▶ _WHAT NEEDS TO BE DONE_
Whenever a line in the data holds the string "Node", pull that line out.

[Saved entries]
»»

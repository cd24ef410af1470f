//! 対局ごとの探索木（GameTree）
//!
//! 保持するのは現在局面（head）以下の部分木と、開始局面からの局面履歴のみ。
//! 指し手を進めると選ばれなかった兄弟の部分木は捨てられる。
//! エッジは手番相対表現の指し手を持ち、外部とのやり取りは絶対表現で行う。

use std::sync::{Arc, Mutex, MutexGuard};

use crate::board::{GameMove, Position, PositionHistory};
use crate::error::{Result, SelfPlayError};
use crate::types::Color;

/// 探索木のエッジ（親ノードから見た1手）
#[derive(Debug)]
pub struct Edge<M: GameMove> {
    mv: M,
    visits: u32,
    child: Option<Box<Node<M>>>,
}

impl<M: GameMove> Edge<M> {
    fn new(mv: M) -> Self {
        Self {
            mv,
            visits: 0,
            child: None,
        }
    }

    /// エッジの指し手。`flip` が真なら盤面を反転して絶対表現にする。
    #[inline]
    pub fn get_move(&self, flip: bool) -> M {
        if flip { self.mv.mirrored() } else { self.mv }
    }

    /// 手番相対表現の指し手
    #[inline]
    pub fn relative_move(&self) -> M {
        self.mv
    }

    #[inline]
    pub fn visits(&self) -> u32 {
        self.visits
    }

    pub fn set_visits(&mut self, visits: u32) {
        self.visits = visits;
    }

    pub fn add_visits(&mut self, n: u32) {
        self.visits = self.visits.saturating_add(n);
    }

    pub fn child(&self) -> Option<&Node<M>> {
        self.child.as_deref()
    }

    /// 子ノード（無ければ作る）
    pub fn child_mut(&mut self) -> &mut Node<M> {
        self.child.get_or_insert_with(Box::default)
    }
}

/// 探索木のノード
#[derive(Debug)]
pub struct Node<M: GameMove> {
    edges: Vec<Edge<M>>,
}

impl<M: GameMove> Default for Node<M> {
    fn default() -> Self {
        Self { edges: Vec::new() }
    }
}

impl<M: GameMove> Node<M> {
    /// 合法手からエッジを作る。既に展開済みなら何もしない。
    pub fn create_edges(&mut self, legal_moves: &[M]) {
        if !self.edges.is_empty() {
            return;
        }
        self.edges = legal_moves.iter().copied().map(Edge::new).collect();
    }

    pub fn edges(&self) -> &[Edge<M>] {
        &self.edges
    }

    pub fn edges_mut(&mut self) -> &mut [Edge<M>] {
        &mut self.edges
    }

    pub fn has_children(&self) -> bool {
        !self.edges.is_empty()
    }

    /// 手番相対表現の指し手に対応するエッジ
    pub fn edge(&self, relative: M) -> Option<&Edge<M>> {
        self.edges.iter().find(|e| e.mv == relative)
    }

    pub fn edge_mut(&mut self, relative: M) -> Option<&mut Edge<M>> {
        self.edges.iter_mut().find(|e| e.mv == relative)
    }

    /// エッジの訪問回数の合計
    pub fn total_visits(&self) -> u64 {
        self.edges.iter().map(|e| u64::from(e.visits)).sum()
    }

    /// エッジの訪問回数の最大値（エッジが無ければ 0）
    pub fn max_edge_visits(&self) -> u32 {
        self.edges.iter().map(|e| e.visits).max().unwrap_or(0)
    }

    /// 指し手で子に降りる。兄弟の部分木は捨てる。
    fn into_child(mut self, relative: M) -> Node<M> {
        self.edges
            .iter_mut()
            .find(|e| e.mv == relative)
            .and_then(|e| e.child.take())
            .map(|child| *child)
            .unwrap_or_default()
    }
}

/// 1対局分の探索木
pub struct GameTree<P: Position> {
    history: PositionHistory<P>,
    /// 開始局面からの指し手（手番相対表現）
    moves: Vec<P::Move>,
    head: Node<P::Move>,
}

impl<P: Position> GameTree<P> {
    /// 開始局面と強制手順から木を作る。強制手順は絶対表現。
    pub fn from_fen(fen: &str, moves: &[P::Move]) -> Result<Self> {
        let start = P::from_fen(fen)?;
        let mut tree = Self {
            history: PositionHistory::new(start),
            moves: Vec::new(),
            head: Node::default(),
        };
        for &mv in moves {
            tree.make_checked_move(mv)?;
        }
        Ok(tree)
    }

    /// 合法性を確かめてから指す
    fn make_checked_move(&mut self, mv: P::Move) -> Result<()> {
        let relative = mv.relative_to(self.side_to_move());
        if !self.head_position().legal_moves().contains(&relative) {
            return Err(SelfPlayError::IllegalMove {
                mv: mv.to_string(),
                fen: self.head_position().to_fen(),
            });
        }
        self.make_move(mv);
        Ok(())
    }

    /// 絶対表現の指し手で head を進める
    pub fn make_move(&mut self, mv: P::Move) {
        let relative = mv.relative_to(self.side_to_move());
        let head = std::mem::take(&mut self.head);
        self.head = head.into_child(relative);
        self.history.append(relative);
        self.moves.push(relative);
    }

    /// head 以下の部分木を捨てる（木を再利用しない場合）
    pub fn trim_tree_at_head(&mut self) {
        self.head = Node::default();
    }

    pub fn current_head(&self) -> &Node<P::Move> {
        &self.head
    }

    pub fn current_head_mut(&mut self) -> &mut Node<P::Move> {
        &mut self.head
    }

    pub fn head_position(&self) -> &P {
        self.history.last()
    }

    pub fn position_history(&self) -> &PositionHistory<P> {
        &self.history
    }

    pub fn ply_count(&self) -> u32 {
        self.head_position().game_ply()
    }

    pub fn side_to_move(&self) -> Color {
        self.head_position().side_to_move()
    }

    pub fn is_black_to_move(&self) -> bool {
        self.head_position().is_black_to_move()
    }

    /// 開始局面からの指し手数
    pub fn move_count(&self) -> usize {
        self.moves.len()
    }

    /// 開始局面からの指し手（絶対表現）。
    ///
    /// `chess960` が偽のときはキャスリングを従来表記に戻す。
    pub fn moves(&self, chess960: bool) -> Vec<P::Move> {
        self.history
            .positions()
            .iter()
            .zip(&self.moves)
            .map(|(pos, &relative)| {
                let mv = if chess960 {
                    relative
                } else {
                    pos.legacy_move(relative)
                };
                if pos.is_black_to_move() { mv.mirrored() } else { mv }
            })
            .collect()
    }
}

/// 両プレイヤーの木の持ち方
///
/// `Shared` は1本の木を両者で使い、`Independent` は手番ごとに別の木を持って
/// すべての指し手を両方に適用する。
pub enum GameTrees<P: Position> {
    Shared(Arc<Mutex<GameTree<P>>>),
    Independent([Arc<Mutex<GameTree<P>>>; 2]),
}

impl<P: Position> GameTrees<P> {
    pub fn new(fen: &str, moves: &[P::Move], shared: bool) -> Result<Self> {
        let first = GameTree::from_fen(fen, moves)?;
        if shared {
            Ok(GameTrees::Shared(Arc::new(Mutex::new(first))))
        } else {
            let second = GameTree::from_fen(fen, moves)?;
            Ok(GameTrees::Independent([
                Arc::new(Mutex::new(first)),
                Arc::new(Mutex::new(second)),
            ]))
        }
    }

    pub fn is_shared(&self) -> bool {
        matches!(self, GameTrees::Shared(_))
    }

    /// 指定した手番が使う木
    pub fn tree(&self, side: Color) -> &Arc<Mutex<GameTree<P>>> {
        match self {
            GameTrees::Shared(tree) => tree,
            GameTrees::Independent(trees) => &trees[side.index()],
        }
    }

    /// 指定した手番の木をロックする
    pub fn lock(&self, side: Color) -> MutexGuard<'_, GameTree<P>> {
        lock_tree(self.tree(side))
    }

    /// 指し手を全ての木に適用する
    pub fn make_move(&self, mv: P::Move) {
        match self {
            GameTrees::Shared(tree) => lock_tree(tree).make_move(mv),
            GameTrees::Independent(trees) => {
                for tree in trees {
                    lock_tree(tree).make_move(mv);
                }
            }
        }
    }
}

/// 木のロックを取る。探索エンジンの panic で poison されても木の状態は使える。
pub fn lock_tree<P: Position>(tree: &Mutex<GameTree<P>>) -> MutexGuard<'_, GameTree<P>> {
    tree.lock().unwrap_or_else(|e| e.into_inner())
}

#[cfg(test)]
mod tests {
    use super::*;
    use crate::board::tictactoe::{STARTPOS, Square, TicTacToe};

    fn sq(s: &str) -> Square {
        Square::parse(s).unwrap()
    }

    #[test]
    fn test_opening_moves_are_applied() {
        let tree = GameTree::<TicTacToe>::from_fen(STARTPOS, &[sq("b2"), sq("a1")]).unwrap();
        assert_eq!(tree.ply_count(), 2);
        assert_eq!(tree.head_position().to_fen(), ".../.x./o..");
        assert_eq!(tree.moves(false), vec![sq("b2"), sq("a1")]);
    }

    #[test]
    fn test_illegal_opening_move_is_rejected() {
        let err = GameTree::<TicTacToe>::from_fen(STARTPOS, &[sq("b2"), sq("b2")]);
        assert!(matches!(err, Err(SelfPlayError::IllegalMove { .. })));
    }

    #[test]
    fn test_make_move_keeps_chosen_subtree() {
        let mut tree = GameTree::<TicTacToe>::from_fen(STARTPOS, &[]).unwrap();
        let legal = tree.head_position().legal_moves();
        let head = tree.current_head_mut();
        head.create_edges(&legal);
        let edge = head.edge_mut(sq("b2")).unwrap();
        edge.set_visits(10);
        let child = edge.child_mut();
        child.create_edges(&[sq("a1"), sq("c3")]);

        tree.make_move(sq("b2"));
        assert_eq!(tree.current_head().edges().len(), 2);

        tree.trim_tree_at_head();
        assert!(!tree.current_head().has_children());
    }

    #[test]
    fn test_shared_and_independent_trees() {
        let shared = GameTrees::<TicTacToe>::new(STARTPOS, &[], true).unwrap();
        shared.make_move(sq("a1"));
        assert_eq!(shared.lock(Color::Black).ply_count(), 1);
        assert!(Arc::ptr_eq(shared.tree(Color::White), shared.tree(Color::Black)));

        let independent = GameTrees::<TicTacToe>::new(STARTPOS, &[], false).unwrap();
        independent.make_move(sq("a1"));
        assert_eq!(independent.lock(Color::White).ply_count(), 1);
        assert_eq!(independent.lock(Color::Black).ply_count(), 1);
        assert!(!Arc::ptr_eq(independent.tree(Color::White), independent.tree(Color::Black)));
    }
}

««

▶ _THE COMPLETED TASK_
    child: Option<Box<Node<M>>>,
    pub fn child(&self) -> Option<&Node<M>> {
    pub fn child_mut(&mut self) -> &mut Node<M> {
pub struct Node<M: GameMove> {
impl<M: GameMove> Default for Node<M> {
impl<M: GameMove> Node<M> {
    fn into_child(mut self, relative: M) -> Node<M> {
    head: Node<P::Move>,
            head: Node::default(),
        self.head = Node::default();
    pub fn current_head(&self) -> &Node<P::Move> {
    pub fn current_head_mut(&mut self) -> &mut Node<P::Move> {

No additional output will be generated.